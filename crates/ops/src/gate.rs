//! Dedup / debounce gate: which triggers start a flow, and which in-flight
//! flow they supersede.

use std::sync::{Arc, Mutex, PoisonError};
use std::time::Duration;

use metrics::counter;
use rustc_hash::FxHashMap;
use tokio::task::JoinHandle;
use tracing::{debug, info};

use crate::action::{Action, Dispatcher, Routine};

/// Gating strategy of one orchestrator.
#[derive(Debug, Clone, Copy, PartialEq, Eq)]
pub enum Gate {
    /// One flow per resource id. A differing trigger for the same id
    /// supersedes the in-flight flow; an identical one is dropped while the
    /// flow is still running. Distinct ids never interact.
    LatestPerKey,
    /// One flow overall; every trigger supersedes the previous flow.
    Latest,
    /// Wait for a quiet window after the last trigger, then run only that
    /// trigger, superseding any flow still running. Not scoped by id.
    Debounce(Duration),
}

/// Gate key shared by every trigger of a non-keyed gate.
pub(crate) const GLOBAL_KEY: &str = "*";

/// Emission handle of one flow. Once retired (superseded) it drops every
/// action, so an abandoned flow can never be observed after its successor.
#[derive(Debug, Clone)]
pub struct FlowEmitter {
    out: Dispatcher,
    live: Arc<Mutex<bool>>,
}

impl FlowEmitter {
    pub fn new(out: Dispatcher) -> Self {
        Self { out, live: Arc::new(Mutex::new(true)) }
    }

    pub fn emit(&self, action: Action) {
        let live = self.live.lock().unwrap_or_else(PoisonError::into_inner);
        if *live {
            self.out.emit(action);
        } else {
            debug!(action = %action.type_name(), "retired flow; action dropped");
        }
    }

    /// Run a caller callback only while the flow is live. The lock is held
    /// for the call, so a superseding flow cannot retire it halfway.
    pub fn notify(&self, f: impl FnOnce()) {
        let live = self.live.lock().unwrap_or_else(PoisonError::into_inner);
        if *live {
            f();
        }
    }

    fn retire(&self) {
        *self.live.lock().unwrap_or_else(PoisonError::into_inner) = false;
    }
}

struct InFlight<T> {
    generation: u64,
    trigger: T,
    emitter: FlowEmitter,
    handle: JoinHandle<()>,
}

/// Table of in-flight flows keyed by gate key. Owned by one orchestrator
/// loop, so it needs no locking.
pub(crate) struct Flights<T> {
    routine: Routine,
    drop_identical: bool,
    generation: u64,
    table: FxHashMap<String, InFlight<T>>,
}

pub(crate) enum Admission {
    /// Start a new flow with this generation.
    Start(u64),
    /// Identical trigger already running.
    Dropped,
}

impl<T: PartialEq> Flights<T> {
    pub(crate) fn new(routine: Routine, gate: Gate) -> Self {
        Self { routine, drop_identical: matches!(gate, Gate::LatestPerKey), generation: 0, table: FxHashMap::default() }
    }

    /// Decide whether `trigger` runs; supersede whatever is in flight for `key`.
    pub(crate) fn admit(&mut self, key: &str, trigger: &T) -> Admission {
        if let Some(cur) = self.table.get(key) {
            let running = !cur.handle.is_finished();
            if running && self.drop_identical && cur.trigger == *trigger {
                debug!(routine = %self.routine, key, "identical trigger in flight; dropped");
                counter!("ops_flow_deduped_total", 1, "routine" => self.routine.to_string());
                return Admission::Dropped;
            }
            if running {
                cur.emitter.retire();
                cur.handle.abort();
                info!(routine = %self.routine, key, generation = cur.generation, "flow superseded");
                counter!("ops_flow_superseded_total", 1, "routine" => self.routine.to_string());
            }
        }
        self.generation += 1;
        Admission::Start(self.generation)
    }

    pub(crate) fn insert(&mut self, key: String, generation: u64, trigger: T, emitter: FlowEmitter, handle: JoinHandle<()>) {
        self.table.insert(key, InFlight { generation, trigger, emitter, handle });
    }

    /// Forget a finished flow unless a newer one already replaced it.
    pub(crate) fn finish(&mut self, key: &str, generation: u64) {
        if self.table.get(key).map(|f| f.generation) == Some(generation) {
            self.table.remove(key);
        }
    }

    #[cfg(test)]
    pub(crate) fn len(&self) -> usize {
        self.table.len()
    }

    pub(crate) fn drain(&mut self) -> Vec<JoinHandle<()>> {
        self.table.drain().map(|(_, f)| f.handle).collect()
    }
}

Work instruction - Output an identical copy of every record above.

Result -
filename crates/ops/src/gate.rs
//! Dedup / debounce gate: which triggers start a flow, and which in-flight
//! flow they supersede.

use std::sync::{Arc, Mutex, PoisonError};
use std::time::Duration;

use metrics::counter;
use rustc_hash::FxHashMap;
use tokio::task::JoinHandle;
use tracing::{debug, info};

use crate::action::{Action, Dispatcher, Routine};

/// Gating strategy of one orchestrator.
#[derive(Debug, Clone, Copy, PartialEq, Eq)]
pub enum Gate {
    /// One flow per resource id. A differing trigger for the same id
    /// supersedes the in-flight flow; an identical one is dropped while the
    /// flow is still running. Distinct ids never interact.
    LatestPerKey,
    /// One flow overall; every trigger supersedes the previous flow.
    Latest,
    /// Wait for a quiet window after the last trigger, then run only that
    /// trigger, superseding any flow still running. Not scoped by id.
    Debounce(Duration),
}

/// Gate key shared by every trigger of a non-keyed gate.
pub(crate) const GLOBAL_KEY: &str = "*";

/// Emission handle of one flow. Once retired (superseded) it drops every
/// action, so an abandoned flow can never be observed after its successor.
#[derive(Debug, Clone)]
pub struct FlowEmitter {
    out: Dispatcher,
    live: Arc<Mutex<bool>>,
}

impl FlowEmitter {
    pub fn new(out: Dispatcher) -> Self {
        Self { out, live: Arc::new(Mutex::new(true)) }
    }

    pub fn emit(&self, action: Action) {
        let live = self.live.lock().unwrap_or_else(PoisonError::into_inner);
        if *live {
            self.out.emit(action);
        } else {
            debug!(action = %action.type_name(), "retired flow; action dropped");
        }
    }

    /// Run a caller callback only while the flow is live. The lock is held
    /// for the call, so a superseding flow cannot retire it halfway.
    pub fn notify(&self, f: impl FnOnce()) {
        let live = self.live.lock().unwrap_or_else(PoisonError::into_inner);
        if *live {
            f();
        }
    }

    fn retire(&self) {
        *self.live.lock().unwrap_or_else(PoisonError::into_inner) = false;
    }
}

struct InFlight<T> {
    generation: u64,
    trigger: T,
    emitter: FlowEmitter,
    handle: JoinHandle<()>,
}

/// Table of in-flight flows keyed by gate key. Owned by one orchestrator
/// loop, so it needs no locking.
pub(crate) struct Flights<T> {
    routine: Routine,
    drop_identical: bool,
    generation: u64,
    table: FxHashMap<String, InFlight<T>>,
}

pub(crate) enum Admission {
    /// Start a new flow with this generation.
    Start(u64),
    /// Identical trigger already running.
    Dropped,
}

impl<T: PartialEq> Flights<T> {
    pub(crate) fn new(routine: Routine, gate: Gate) -> Self {
        Self { routine, drop_identical: matches!(gate, Gate::LatestPerKey), generation: 0, table: FxHashMap::default() }
    }

    /// Decide whether `trigger` runs; supersede whatever is in flight for `key`.
    pub(crate) fn admit(&mut self, key: &str, trigger: &T) -> Admission {
        if let Some(cur) = self.table.get(key) {
            let running = !cur.handle.is_finished();
            if running && self.drop_identical && cur.trigger == *trigger {
                debug!(routine = %self.routine, key, "identical trigger in flight; dropped");
                counter!("ops_flow_deduped_total", 1, "routine" => self.routine.to_string());
                return Admission::Dropped;
            }
            if running {
                cur.emitter.retire();
                cur.handle.abort();
                info!(routine = %self.routine, key, generation = cur.generation, "flow superseded");
                counter!("ops_flow_superseded_total", 1, "routine" => self.routine.to_string());
            }
        }
        self.generation += 1;
        Admission::Start(self.generation)
    }

    pub(crate) fn insert(&mut self, key: String, generation: u64, trigger: T, emitter: FlowEmitter, handle: JoinHandle<()>) {
        self.table.insert(key, InFlight { generation, trigger, emitter, handle });
    }

    /// Forget a finished flow unless a newer one already replaced it.
    pub(crate) fn finish(&mut self, key: &str, generation: u64) {
        if self.table.get(key).map(|f| f.generation) == Some(generation) {
            self.table.remove(key);
        }
    }

    #[cfg(test)]
    pub(crate) fn len(&self) -> usize {
        self.table.len()
    }

    pub(crate) fn drain(&mut self) -> Vec<JoinHandle<()>> {
        self.table.drain().map(|(_, f)| f.handle).collect()
    }
}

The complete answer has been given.